Dancemeditation Room

I’m so sensitive, so picky. To get my practice going, the room has to be right. It has to lure me in. If I had to thrash through clutter, furniture, dust, distractions, I’d squander the first 10 minutes with set-up or be too discouraged  to Dancemeditate. I know this about myself so I’ve made my Dancemeditation room seduce me into practicing with its irresistible embrace of colors, textures, light, sound, calm. This goes for the outfit as as well. The right clothes help.

Below are a few suggestions for  crafting your welcoming, protective sanctuary. These play a crucial role in shaping movement experience.

The Physical Space

1. A sanctuary space need not be bigger that the full kinesphere of the body (that is, the space you take up when you stretch your arms and legs fully in any direction). The room can be any shape. The dimension up to a medium sized room. A large room is not recommended—your efforts vapor away. A space should embrace you.
2. Make sure it is clean.
3. The space should be warm in winter and cool in summer—a temperature that allows the body to fully relax. Have a rug available if not permanently on the floor, and yoga mat.

Music

4. Music is important, and a simple sound system is plenty. Have it ready all the time. Some people leave mantras playing when they are gone to energize the room. Quiet is fine as well.

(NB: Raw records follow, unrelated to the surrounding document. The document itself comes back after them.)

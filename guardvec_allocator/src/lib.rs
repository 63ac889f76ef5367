#![doc = include_str!("../README.md")]

mod event;
mod sink;

use guardvec::alloc::{acquire_in, release_in};
use guardvec::{AllocError, RawAllocator};
use log::warn;
use std::fmt;
use std::marker::PhantomData;
use std::ptr::NonNull;

// re-exports
pub use event::{AllocationEvent, Encoder, EventKind};
pub use sink::{DiagnosticSink, Log, Recorder, Stderr, Stdout};

#[cfg(feature = "jemalloc")]
const POOL: jemallocator::Jemalloc = jemallocator::Jemalloc;
#[cfg(all(feature = "mimalloc", not(feature = "jemalloc")))]
const POOL: mimalloc::MiMalloc = mimalloc::MiMalloc;
#[cfg(not(any(feature = "jemalloc", feature = "mimalloc")))]
const POOL: std::alloc::System = std::alloc::System;

/// This allocator emits one diagnostic line to its sink for every acquisition and release of raw
/// storage. The storage itself is delegated to the concrete allocator (`std::alloc::System` by
/// default, jemalloc or mimalloc when the matching feature is enabled).
///
/// A failed acquisition emits nothing: the error is returned before any line is written.
///
/// ```no_run
/// use guardvec::SerializedVec;
/// use guardvec_allocator::LoggingAllocator;
///
/// let values = SerializedVec::with_allocator(LoggingAllocator::<i32>::new());
/// values.append(42).unwrap(); // prints "acquiring storage for 1 elements"
/// ```
pub struct LoggingAllocator<T, S = Stdout> {
    sink: S,
    _marker: PhantomData<fn() -> T>,
}

impl<T> LoggingAllocator<T> {
    /// Logging allocator that writes plain text lines to standard output.
    pub const fn new() -> Self {
        Self::with_sink(Stdout::new(Encoder::Text))
    }
}

impl<T, S> LoggingAllocator<T, S> {
    pub const fn with_sink(sink: S) -> Self {
        Self {
            sink,
            _marker: PhantomData,
        }
    }

    pub const fn sink(&self) -> &S {
        &self.sink
    }
}

impl<T, S: Default> Default for LoggingAllocator<T, S> {
    fn default() -> Self {
        Self::with_sink(S::default())
    }
}

impl<T, S: Clone> Clone for LoggingAllocator<T, S> {
    fn clone(&self) -> Self {
        Self::with_sink(self.sink.clone())
    }
}

impl<T, S: Copy> Copy for LoggingAllocator<T, S> {}

impl<T, S: fmt::Debug> fmt::Debug for LoggingAllocator<T, S> {
    fn fmt(&self, f: &mut fmt::Formatter<'_>) -> fmt::Result {
        f.debug_struct("LoggingAllocator")
            .field("type", &std::any::type_name::<T>())
            .field("sink", &self.sink)
            .finish()
    }
}

unsafe impl<T, S: DiagnosticSink> RawAllocator for LoggingAllocator<T, S> {
    type Value = T;

    fn acquire(&self, n: usize) -> Result<NonNull<T>, AllocError> {
        let ptr = acquire_in::<T>(&POOL, n).inspect_err(|err| warn!("{err}"))?;
        self.sink.emit(&AllocationEvent::acquire::<T>(n));
        Ok(ptr)
    }

    unsafe fn release(&self, ptr: NonNull<T>, n: usize) {
        unsafe { release_in(&POOL, ptr, n) };
        self.sink.emit(&AllocationEvent::release::<T>(n));
    }
}
use guardvec_allocator::Recorder;
use guardvec_driver::config::DriverConfig;
use guardvec_driver::{Driver, Error, Report};
use std::time::Duration;

fn quiet_config(workers: u32, appends_per_worker: u32) -> DriverConfig {
    DriverConfig {
        workers,
        appends_per_worker,
        ..Default::default()
    }
    .with_pacing(Duration::from_millis(1))
}

#[test]
fn should_store_every_worker_value_once() -> anyhow::Result<()> {
    let recorder = Recorder::new();
    let driver = Driver::with_sink(DriverConfig::default(), recorder.clone());
    driver.spawn_workers()?;

    let report = driver.report()?;
    assert_eq!(15, report.size);
    assert!([100, 200, 300, 400, 500].contains(&report.first));

    let mut stored = (0..driver.values().len())
        .map(|index| driver.values().get(index))
        .collect::<Result<Vec<_>, _>>()?;
    stored.sort_unstable();
    assert_eq!(
        vec![
            100, 101, 102, 200, 201, 202, 300, 301, 302, 400, 401, 402, 500, 501, 502
        ],
        stored
    );

    drop(driver);
    assert!(recorder.acquisitions() >= 1);
    assert!(recorder.is_balanced());
    Ok(())
}

#[test]
fn should_keep_first_value_from_some_worker() -> anyhow::Result<()> {
    let recorder = Recorder::new();
    let driver = Driver::with_sink(quiet_config(5, 3), recorder);
    driver.spawn_workers()?;

    let Report { first, .. } = driver.report()?;
    assert!((1..=5).map(|id| id * 100).any(|value| value == first));
    Ok(())
}

#[test]
fn should_scale_with_config() -> anyhow::Result<()> {
    let recorder = Recorder::new();
    {
        let driver = Driver::with_sink(quiet_config(16, 20), recorder.clone());
        driver.spawn_workers()?;
        assert_eq!(16 * 20, driver.report()?.size);
    }
    assert!(recorder.is_balanced());
    Ok(())
}

#[test]
fn should_report_data_error_when_nothing_was_appended() {
    let driver = Driver::with_sink(quiet_config(0, 3), Recorder::new());
    driver.spawn_workers().unwrap();

    let err = driver.report().unwrap_err();
    assert!(err.is_data());
    assert!(matches!(err, Error::Sequence(guardvec::Error::Data(_))));
}

#[test]
fn should_run_default_exercise_through_config_sink() -> anyhow::Result<()> {
    let config: DriverConfig = "pacing: 1ms\ndiagnostics: { target: log }".parse()?;
    let report = guardvec_driver::run(config)?;
    assert_eq!(15, report.size);
    Ok(())
}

5. Practice clothes: find the absolutely most comfortable, conducive, flattering set of ‘vestments’ to use just for practice. These should be something you look forward to putting on. Don’t wear them for anything else, and leave a clean set in the practice sanctuary to avoid the what-to-wear-what-to-wear procrastination.

Journal

6. Keep a practice journal handy. After practice, take a few minutes to write from your experience. (This part of the process is a harmonious transition back from interior quiet.)

A sanctuary’s meditative atmosphere develops over time, the energy becoming more settled and richer. This happens in part from the internal associations developed with the space, in part through an atomic shift in structure of the space on subtle planes, and in part from a growing development in our ability to perceive subtle planes.

Temporal Space

Developing an intimate, safe relationship with yourself means being available to yourself and not to others for the duration of your practice.
1. Set aside to 45—90 minutes a day, 5 to 7 days a week.
2. Turn off the phone.
3. Request that family household members not interrupt you.
4. Put the pets where they are happy and not in your way.
5. If you have other persistent interruptions, figure out how to preempt them before you begin.

Intentional Space

For the period of practice put attention on yourself.
~ Be open to yourself.
~ Be curious.
~ Be accepting.
~ Be with yourself.
We are engaging in the most precious, evolutionary relationship on this earth—a relationship with self, with Self, with body, all that body is, and with the Divine Eternal. This is a one-to-one relationship that encompasses All—a personal and Divine Monogamy in which we are each the Lover and the Beloved.